▶ _Exercise details_: Across all the records, filter for lines with the word "bool" and copy them.
Provided entries: Begin
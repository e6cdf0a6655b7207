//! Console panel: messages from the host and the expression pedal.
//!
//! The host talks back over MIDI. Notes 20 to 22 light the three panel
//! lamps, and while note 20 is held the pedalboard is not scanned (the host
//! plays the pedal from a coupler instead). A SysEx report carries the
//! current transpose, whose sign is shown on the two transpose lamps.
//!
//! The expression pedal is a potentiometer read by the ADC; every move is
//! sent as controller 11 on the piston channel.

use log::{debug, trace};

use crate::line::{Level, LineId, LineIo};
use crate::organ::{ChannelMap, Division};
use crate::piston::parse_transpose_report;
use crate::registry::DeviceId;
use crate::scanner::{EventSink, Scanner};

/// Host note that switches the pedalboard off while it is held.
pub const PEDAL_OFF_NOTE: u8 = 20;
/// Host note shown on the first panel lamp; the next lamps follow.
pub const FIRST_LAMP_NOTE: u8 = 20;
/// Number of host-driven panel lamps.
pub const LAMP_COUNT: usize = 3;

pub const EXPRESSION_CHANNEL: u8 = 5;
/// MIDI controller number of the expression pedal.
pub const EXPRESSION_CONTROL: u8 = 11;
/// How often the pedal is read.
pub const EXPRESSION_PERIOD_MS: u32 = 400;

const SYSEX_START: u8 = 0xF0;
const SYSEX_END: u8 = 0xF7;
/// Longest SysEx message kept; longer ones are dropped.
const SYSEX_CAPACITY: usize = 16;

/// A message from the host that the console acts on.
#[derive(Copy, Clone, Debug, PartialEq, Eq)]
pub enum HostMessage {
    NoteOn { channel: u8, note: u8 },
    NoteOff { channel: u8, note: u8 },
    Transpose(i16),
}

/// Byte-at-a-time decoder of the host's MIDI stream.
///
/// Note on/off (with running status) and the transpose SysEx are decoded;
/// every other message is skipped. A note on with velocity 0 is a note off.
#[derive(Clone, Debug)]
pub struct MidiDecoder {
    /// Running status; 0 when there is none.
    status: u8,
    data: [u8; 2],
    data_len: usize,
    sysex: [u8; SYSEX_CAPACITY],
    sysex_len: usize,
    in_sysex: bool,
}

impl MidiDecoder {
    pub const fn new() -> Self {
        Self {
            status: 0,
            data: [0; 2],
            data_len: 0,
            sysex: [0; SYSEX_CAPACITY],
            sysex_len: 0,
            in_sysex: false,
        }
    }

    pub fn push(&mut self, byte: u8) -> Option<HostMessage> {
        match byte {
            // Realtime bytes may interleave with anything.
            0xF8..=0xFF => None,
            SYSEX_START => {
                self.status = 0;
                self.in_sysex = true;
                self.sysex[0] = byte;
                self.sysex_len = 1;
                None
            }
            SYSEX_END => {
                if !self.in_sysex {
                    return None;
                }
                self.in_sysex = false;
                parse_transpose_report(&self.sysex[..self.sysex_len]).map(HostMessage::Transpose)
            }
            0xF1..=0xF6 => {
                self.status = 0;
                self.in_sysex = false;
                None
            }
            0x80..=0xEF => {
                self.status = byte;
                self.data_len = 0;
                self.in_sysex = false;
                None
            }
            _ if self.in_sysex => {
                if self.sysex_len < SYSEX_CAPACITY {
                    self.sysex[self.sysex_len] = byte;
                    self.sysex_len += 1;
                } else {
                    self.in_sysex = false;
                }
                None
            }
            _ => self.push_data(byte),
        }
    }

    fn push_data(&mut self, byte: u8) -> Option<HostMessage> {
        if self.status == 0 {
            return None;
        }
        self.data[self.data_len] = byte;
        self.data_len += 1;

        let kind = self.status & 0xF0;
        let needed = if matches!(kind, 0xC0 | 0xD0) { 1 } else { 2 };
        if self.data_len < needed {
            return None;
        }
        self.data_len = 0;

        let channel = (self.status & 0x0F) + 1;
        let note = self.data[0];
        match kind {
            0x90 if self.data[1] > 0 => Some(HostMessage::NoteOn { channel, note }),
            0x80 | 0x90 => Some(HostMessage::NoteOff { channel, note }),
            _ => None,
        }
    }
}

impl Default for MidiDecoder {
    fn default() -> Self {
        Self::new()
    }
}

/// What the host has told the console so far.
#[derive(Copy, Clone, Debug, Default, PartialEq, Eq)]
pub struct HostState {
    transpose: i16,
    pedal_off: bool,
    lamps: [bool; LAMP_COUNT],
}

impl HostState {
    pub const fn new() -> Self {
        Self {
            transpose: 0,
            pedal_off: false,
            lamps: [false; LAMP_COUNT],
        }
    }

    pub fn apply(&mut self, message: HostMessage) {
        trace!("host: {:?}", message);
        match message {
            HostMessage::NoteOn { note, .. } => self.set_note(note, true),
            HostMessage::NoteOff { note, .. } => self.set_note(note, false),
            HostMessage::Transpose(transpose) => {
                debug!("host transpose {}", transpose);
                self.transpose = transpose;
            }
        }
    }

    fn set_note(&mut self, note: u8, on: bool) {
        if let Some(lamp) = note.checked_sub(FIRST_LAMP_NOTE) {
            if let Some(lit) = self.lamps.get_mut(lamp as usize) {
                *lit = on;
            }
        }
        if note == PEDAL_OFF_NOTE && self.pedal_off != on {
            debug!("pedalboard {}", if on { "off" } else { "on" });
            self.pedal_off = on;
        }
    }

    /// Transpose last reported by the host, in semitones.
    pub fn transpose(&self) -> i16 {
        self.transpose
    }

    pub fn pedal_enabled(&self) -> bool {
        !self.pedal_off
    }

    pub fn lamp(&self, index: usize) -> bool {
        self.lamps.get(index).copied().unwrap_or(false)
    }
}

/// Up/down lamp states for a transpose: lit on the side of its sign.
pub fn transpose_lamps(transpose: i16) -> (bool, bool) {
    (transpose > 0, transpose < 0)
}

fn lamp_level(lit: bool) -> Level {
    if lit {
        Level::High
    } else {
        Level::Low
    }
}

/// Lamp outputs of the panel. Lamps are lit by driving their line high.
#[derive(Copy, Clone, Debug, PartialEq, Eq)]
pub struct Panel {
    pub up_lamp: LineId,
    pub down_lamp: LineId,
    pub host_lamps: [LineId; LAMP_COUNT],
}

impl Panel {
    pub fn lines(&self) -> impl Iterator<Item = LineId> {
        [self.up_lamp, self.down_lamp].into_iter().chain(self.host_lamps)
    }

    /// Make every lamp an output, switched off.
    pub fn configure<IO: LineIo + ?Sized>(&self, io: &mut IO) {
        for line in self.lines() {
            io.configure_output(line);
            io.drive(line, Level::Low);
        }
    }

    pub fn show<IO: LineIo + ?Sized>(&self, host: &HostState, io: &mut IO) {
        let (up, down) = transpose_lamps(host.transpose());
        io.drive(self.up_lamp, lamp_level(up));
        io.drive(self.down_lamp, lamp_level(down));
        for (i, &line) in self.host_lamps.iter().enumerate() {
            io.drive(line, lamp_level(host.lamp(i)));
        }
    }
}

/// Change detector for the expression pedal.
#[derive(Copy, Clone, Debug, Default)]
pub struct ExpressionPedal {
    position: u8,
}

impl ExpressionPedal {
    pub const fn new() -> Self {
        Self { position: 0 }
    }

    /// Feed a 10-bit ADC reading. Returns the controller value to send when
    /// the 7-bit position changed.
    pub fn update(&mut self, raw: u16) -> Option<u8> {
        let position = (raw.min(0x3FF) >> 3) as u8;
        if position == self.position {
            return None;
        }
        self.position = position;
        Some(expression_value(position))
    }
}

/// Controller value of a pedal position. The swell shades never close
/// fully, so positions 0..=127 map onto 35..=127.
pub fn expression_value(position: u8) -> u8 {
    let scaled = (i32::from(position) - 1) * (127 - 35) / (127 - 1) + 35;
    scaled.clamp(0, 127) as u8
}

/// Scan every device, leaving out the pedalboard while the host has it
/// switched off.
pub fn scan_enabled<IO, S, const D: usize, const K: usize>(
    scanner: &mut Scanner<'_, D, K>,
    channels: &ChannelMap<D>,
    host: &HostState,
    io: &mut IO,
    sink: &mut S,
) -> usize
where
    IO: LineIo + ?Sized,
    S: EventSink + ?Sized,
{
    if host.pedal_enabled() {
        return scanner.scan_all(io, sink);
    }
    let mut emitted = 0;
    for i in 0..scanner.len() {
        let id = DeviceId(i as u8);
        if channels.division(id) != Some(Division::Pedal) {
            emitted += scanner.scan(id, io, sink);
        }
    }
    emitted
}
Provided entries: End
▶ _Answer area_:
    in_sysex: bool,
    pedal_off: bool,
    lamps: [bool; LAMP_COUNT],
    fn set_note(&mut self, note: u8, on: bool) {
    pub fn pedal_enabled(&self) -> bool {
    pub fn lamp(&self, index: usize) -> bool {
pub fn transpose_lamps(transpose: i16) -> (bool, bool) {
fn lamp_level(lit: bool) -> Level {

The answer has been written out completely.